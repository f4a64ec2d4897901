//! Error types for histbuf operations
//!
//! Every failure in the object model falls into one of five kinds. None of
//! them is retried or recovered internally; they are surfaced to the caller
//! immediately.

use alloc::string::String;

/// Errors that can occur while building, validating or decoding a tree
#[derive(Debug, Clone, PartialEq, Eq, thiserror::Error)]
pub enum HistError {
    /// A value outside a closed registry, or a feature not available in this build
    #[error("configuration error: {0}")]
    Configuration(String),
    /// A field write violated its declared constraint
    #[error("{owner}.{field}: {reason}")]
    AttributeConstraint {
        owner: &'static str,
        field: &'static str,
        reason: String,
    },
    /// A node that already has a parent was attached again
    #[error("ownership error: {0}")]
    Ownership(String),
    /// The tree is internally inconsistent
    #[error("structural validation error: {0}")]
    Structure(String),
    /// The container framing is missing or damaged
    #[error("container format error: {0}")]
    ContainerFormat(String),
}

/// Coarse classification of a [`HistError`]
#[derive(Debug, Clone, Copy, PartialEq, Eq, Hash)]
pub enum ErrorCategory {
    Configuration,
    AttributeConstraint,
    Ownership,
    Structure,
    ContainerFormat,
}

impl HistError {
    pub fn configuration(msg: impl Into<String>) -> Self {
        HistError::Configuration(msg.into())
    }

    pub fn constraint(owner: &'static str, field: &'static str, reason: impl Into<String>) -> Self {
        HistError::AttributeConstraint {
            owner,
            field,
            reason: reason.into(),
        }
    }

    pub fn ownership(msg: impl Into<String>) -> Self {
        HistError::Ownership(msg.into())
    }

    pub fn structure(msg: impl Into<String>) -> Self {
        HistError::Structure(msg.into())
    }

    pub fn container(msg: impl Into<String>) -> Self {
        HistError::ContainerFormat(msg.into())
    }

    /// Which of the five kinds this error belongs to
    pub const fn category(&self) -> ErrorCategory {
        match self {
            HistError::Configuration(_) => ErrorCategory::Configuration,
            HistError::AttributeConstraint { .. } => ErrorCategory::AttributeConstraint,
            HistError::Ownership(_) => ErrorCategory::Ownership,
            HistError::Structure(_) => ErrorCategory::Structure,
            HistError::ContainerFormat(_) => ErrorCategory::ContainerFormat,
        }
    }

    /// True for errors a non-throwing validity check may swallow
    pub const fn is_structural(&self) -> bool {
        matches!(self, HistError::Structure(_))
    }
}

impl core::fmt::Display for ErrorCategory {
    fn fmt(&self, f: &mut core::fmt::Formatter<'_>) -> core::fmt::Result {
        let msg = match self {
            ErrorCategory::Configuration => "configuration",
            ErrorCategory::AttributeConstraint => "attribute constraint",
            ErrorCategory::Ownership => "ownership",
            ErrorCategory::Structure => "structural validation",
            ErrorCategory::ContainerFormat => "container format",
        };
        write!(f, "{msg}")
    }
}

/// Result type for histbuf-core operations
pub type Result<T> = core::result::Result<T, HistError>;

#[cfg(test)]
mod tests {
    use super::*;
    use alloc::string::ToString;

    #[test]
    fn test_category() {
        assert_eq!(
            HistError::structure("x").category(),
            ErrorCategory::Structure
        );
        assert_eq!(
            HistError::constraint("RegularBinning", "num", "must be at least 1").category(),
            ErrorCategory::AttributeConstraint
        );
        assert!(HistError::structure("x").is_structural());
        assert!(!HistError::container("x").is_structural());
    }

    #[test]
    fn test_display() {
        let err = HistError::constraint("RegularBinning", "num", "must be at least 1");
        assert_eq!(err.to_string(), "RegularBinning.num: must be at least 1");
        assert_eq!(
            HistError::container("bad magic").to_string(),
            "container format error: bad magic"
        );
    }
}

Goal of the exercise – Looking back over the records above, in how many lines does the word "operations" occur? Give the number alone.

Task solution – 2